Mas esse não foi o caso de Moura. Segundo ele, seu quadro foi de leve a moderado. O médico diz ter tido muita sorte, pois acredita que tenha sido contaminado durante uma intubação que sofreu complicações, ou seja, foi exposto a uma enorme quantidade de vírus.
A intubação foi realizada em 23 de maio. Dez dias depois, ele conta que surgiram os primeiros sintomas. “Nos primeiros cinco dias, tive tosse e outros sintomas de gripe, além de perda do olfato e do paladar, mas não tive falta de ar. Mantive uma saturação de oxigênio boa.”
A parte “mais assustadora” do quadro, segundo ele, se deu no sexto e no sétimo dia, quando teve febre e sentiu calafrios. “Os dias de febre são muito tensos, porque você sempre fica na expectativa do que pode acontecer."
A partir do oitavo dia, ele começou a sentir uma melhora, e no décimo já estava totalmente recuperado.

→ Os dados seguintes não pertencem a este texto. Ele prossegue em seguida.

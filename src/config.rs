//! Provider configuration.
//!
//! Explicit values win over environment variables:
//! - `OPENAI_API_KEY` (required when `api_key` is not set)
//! - `OPENAI_ORGANIZATION`
//! - `OPENAI_BASE_URL` (default `https://api.openai.com/v1`)
//! - `OPENAI_DEBUG` (`1`/`true` enables debug logging)

use crate::resilience::rate_limiter::RateLimiterConfig;
use crate::resilience::retry::{
    RetryMode, RetryPolicy, DEFAULT_INITIAL_BACKOFF, DEFAULT_MAX_ATTEMPTS, DEFAULT_MAX_BACKOFF,
};
use crate::transport::{TransportConfig, DEFAULT_BASE_URL};
use crate::{Error, ErrorContext, Result};
use serde::Deserialize;
use std::fmt;
use std::time::Duration;

pub const ENV_API_KEY: &str = "OPENAI_API_KEY";
pub const ENV_ORGANIZATION: &str = "OPENAI_ORGANIZATION";
pub const ENV_BASE_URL: &str = "OPENAI_BASE_URL";
pub const ENV_DEBUG: &str = "OPENAI_DEBUG";

/// Smallest non-zero `rate_limit_rps` accepted (one request every ~17 minutes).
pub const MIN_RATE_LIMIT_RPS: f64 = 0.001;

/// User-facing provider settings. Every field is optional.
#[derive(Debug, Clone, Default, Deserialize)]
#[serde(default, deny_unknown_fields)]
pub struct ProviderConfig {
    pub api_key: Option<String>,
    pub organization: Option<String>,
    pub base_url: Option<String>,
    pub debug: Option<bool>,
    pub max_retries: Option<u32>,
    pub initial_backoff_ms: Option<u64>,
    pub max_backoff_ms: Option<u64>,
    pub timeout_secs: Option<u64>,
    pub max_idle_conns_per_host: Option<usize>,
    pub rate_limit_rps: Option<f64>,
    pub rate_limit_burst: Option<u32>,
    /// Attempt creates once instead of retrying them.
    pub retry_idempotent_only: Option<bool>,
}

/// Validated configuration consumed by [`crate::OpenAiClientBuilder`].
#[derive(Clone)]
pub struct ResolvedConfig {
    pub transport: TransportConfig,
    pub retry: RetryPolicy,
    pub retry_mode: RetryMode,
    pub rate_limit: RateLimiterConfig,
    pub debug: bool,
}

impl fmt::Debug for ResolvedConfig {
    fn fmt(&self, f: &mut fmt::Formatter<'_>) -> fmt::Result {
        f.debug_struct("ResolvedConfig")
            .field("base_url", &self.transport.base_url)
            .field("api_key", &"<redacted>")
            .field("organization", &self.transport.organization)
            .field("retry", &self.retry)
            .field("retry_mode", &self.retry_mode)
            .field("rate_limit", &self.rate_limit)
            .field("debug", &self.debug)
            .finish()
    }
}

impl ProviderConfig {
    /// Parse from a JSON document (the shape a provider block serializes to).
    pub fn from_json(raw: &str) -> Result<Self> {
        serde_json::from_str(raw).map_err(|e| {
            Error::configuration_with_context(
                format!("invalid provider configuration: {}", e),
                ErrorContext::new().with_source("provider_config"),
            )
        })
    }

    /// Merge with the process environment and validate.
    pub fn resolve(&self) -> Result<ResolvedConfig> {
        self.resolve_with(|key| std::env::var(key).ok())
    }

    /// Like [`ProviderConfig::resolve`] with an injectable environment lookup.
    pub fn resolve_with<F>(&self, env: F) -> Result<ResolvedConfig>
    where
        F: Fn(&str) -> Option<String>,
    {
        let non_empty = |v: Option<String>| v.filter(|s| !s.trim().is_empty());

        let api_key = non_empty(self.api_key.clone())
            .or_else(|| non_empty(env(ENV_API_KEY)))
            .ok_or_else(|| {
                Error::configuration_with_context(
                    "API key is required",
                    ErrorContext::new()
                        .with_field_path("provider.api_key")
                        .with_details(format!("set api_key or the {} environment variable", ENV_API_KEY))
                        .with_source("provider_config"),
                )
            })?;

        let organization =
            non_empty(self.organization.clone()).or_else(|| non_empty(env(ENV_ORGANIZATION)));

        let base_url = non_empty(self.base_url.clone())
            .or_else(|| non_empty(env(ENV_BASE_URL)))
            .unwrap_or_else(|| DEFAULT_BASE_URL.to_string());
        let parsed = url::Url::parse(&base_url).map_err(|e| {
            Error::configuration_with_context(
                format!("invalid base URL: {}", e),
                ErrorContext::new()
                    .with_field_path("provider.base_url")
                    .with_details(base_url.clone())
                    .with_source("provider_config"),
            )
        })?;
        if !matches!(parsed.scheme(), "http" | "https") {
            return Err(Error::configuration_with_context(
                format!("unsupported base URL scheme: {}", parsed.scheme()),
                ErrorContext::new()
                    .with_field_path("provider.base_url")
                    .with_details("expected http or https")
                    .with_source("provider_config"),
            ));
        }

        let debug = self.debug.unwrap_or_else(|| {
            env(ENV_DEBUG)
                .map(|v| matches!(v.trim().to_ascii_lowercase().as_str(), "1" | "true" | "yes"))
                .unwrap_or(false)
        });

        let initial = self
            .initial_backoff_ms
            .map(Duration::from_millis)
            .unwrap_or(DEFAULT_INITIAL_BACKOFF);
        let max = self
            .max_backoff_ms
            .map(Duration::from_millis)
            .unwrap_or(DEFAULT_MAX_BACKOFF);
        if initial > max {
            return Err(Error::configuration_with_context(
                "initial backoff must not exceed max backoff",
                ErrorContext::new()
                    .with_field_path("provider.initial_backoff_ms")
                    .with_details(format!(
                        "initial {}ms > max {}ms",
                        initial.as_millis(),
                        max.as_millis()
                    ))
                    .with_source("provider_config"),
            ));
        }
        let retry = RetryPolicy::new(self.max_retries.unwrap_or(DEFAULT_MAX_ATTEMPTS), initial, max);

        let retry_mode = if self.retry_idempotent_only.unwrap_or(false) {
            RetryMode::IdempotentOnly
        } else {
            RetryMode::Blanket
        };

        let mut rate_limit = RateLimiterConfig::new();
        if let Some(rps) = self.rate_limit_rps {
            if !rps.is_finite() || rps < 0.0 || (rps > 0.0 && rps < MIN_RATE_LIMIT_RPS) {
                return Err(Error::configuration_with_context(
                    format!(
                        "rate limit must be 0 (disabled) or at least {} requests per second",
                        MIN_RATE_LIMIT_RPS
                    ),
                    ErrorContext::new()
                        .with_field_path("provider.rate_limit_rps")
                        .with_details(rps.to_string())
                        .with_source("provider_config"),
                ));
            }
            rate_limit = rate_limit.with_refill_rate(rps);
        }
        if let Some(burst) = self.rate_limit_burst {
            rate_limit = rate_limit.with_max_tokens(burst);
        }

        let defaults = TransportConfig::default();
        let transport = TransportConfig {
            base_url,
            api_key,
            organization,
            timeout: self
                .timeout_secs
                .map(Duration::from_secs)
                .unwrap_or(defaults.timeout),
            pool_max_idle_per_host: self
                .max_idle_conns_per_host
                .unwrap_or(defaults.pool_max_idle_per_host),
            pool_idle_timeout: defaults.pool_idle_timeout,
        };

        Ok(ResolvedConfig {
            transport,
            retry,
            retry_mode,
            rate_limit,
            debug,
        })
    }
}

Durante todo o tempo em que esteve doente, Fábio ficou em casa, mas conta que seguiu um protocolo rígido de cuidados e higiene, para não correr o risco de contaminar alguém da família. “Tinha uma roupa e sapato específicos para ir ao trabalho. Tomava banho para sair do hospital, chegava em casa, botava minha roupa para lavar e tomava outro banho. Minha roupa era lavada separadamente. Além disso, eu dormia em um quarto separado da minha esposa e não compartilhava nada com ninguém. Tinha meus próprios pratos, talheres e copos."

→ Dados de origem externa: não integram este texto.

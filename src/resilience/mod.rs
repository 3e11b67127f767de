//! 弹性模块：限流、错误分类、退避与重试执行。
//!
//! # Resilience Primitives Module
//!
//! Every upstream call made by [`crate::OpenAiClient`] goes through the
//! [`retry::RetryExecutor`], which composes the pieces below.
//!
//! | Component | Description |
//! |-----------|-------------|
//! | [`rate_limiter`] | Token bucket bounding request rate and burst |
//! | [`classify`] | Decides whether a failed call is retryable |
//! | [`backoff`] | Exponential delay with injectable jitter |
//! | [`retry`] | Rate-limit → call → classify → back off → retry loop |
//!
//! ```rust
//! use std::sync::Arc;
//! use std::time::Duration;
//! use terraform_provider_openai::resilience::rate_limiter::{RateLimiter, RateLimiterConfig};
//! use terraform_provider_openai::resilience::retry::{RetryExecutor, RetryPolicy};
//!
//! let limiter = Arc::new(RateLimiter::new(RateLimiterConfig::new()));
//! let executor = RetryExecutor::new(RetryPolicy::new(
//!     3,
//!     Duration::from_millis(200),
//!     Duration::from_secs(5),
//! ))
//! .with_rate_limiter(limiter);
//! assert_eq!(executor.policy().max_attempts(), 3);
//! ```

pub mod backoff;
pub mod classify;
pub mod rate_limiter;
pub mod retry;

pub use backoff::{Backoff, FixedJitter, JitterSource, UniformJitter};
pub use classify::is_retryable;
pub use rate_limiter::{RateLimiter, RateLimiterConfig, RateLimiterSnapshot};
pub use retry::{RetryExecutor, RetryMode, RetryPolicy};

Ele é casado e tem três filhos adolescentes: dois meninos de 13 e 18 anos, e uma menina de 15 anos. Nenhum deles têm doenças preexistentes. “Sabia que se eles pegassem, eles teriam uma chance menor de evoluir para quadros graves, mas a gente fica com medo mesmo assim. Tem muita gente jovem e saudável morrendo por aí.”
A possibilidade de que pudesse morrer foi algo que lhe passou pela cabeça. Ele conta que chegou até a conversar com os filhos sobre isso. “Passei para os meus filhos algumas orientações caso eu viesse a falecer. Eles ficaram um pouco tensos, claro, mas reagiram relativamente bem.”
Em 25 de maio, Moura realizou um teste que confirmou que ele havia desenvolvido anticorpos contra a covid-19. A preocupação, segundo ele, não acabou por aí. “Fiquei mais tranquilo com a notícia, mas sei que ainda assim, é preciso ter muito cuidado.” Ele ressalta à população a importância de usar máscara, lavar as mãos com frequência e respeitar o isolamento social.
Ele acredita que uma vacina será de grande contribuição ao combate da covid-19, mas alerta que a imunização não é o suficiente para impedir que as pessoas se infectem. “Nenhuma vacina tem 100% de eficácia. O que ela faz é reduzir o risco de infecção e o risco de o paciente evoluir para um quadro grave.”
Para ele, o mundo pós-pandemia será muito diferente do mundo que se conhecia até então. “As pessoas terão que rever a forma como se relacionam. Aqui no Brasil, principalmente no Nordeste, a gente tem a mania de se tocar, se abraçar, se beijar. Acredito que esses são alguns dos muitos hábitos que terão que ser abandonados”.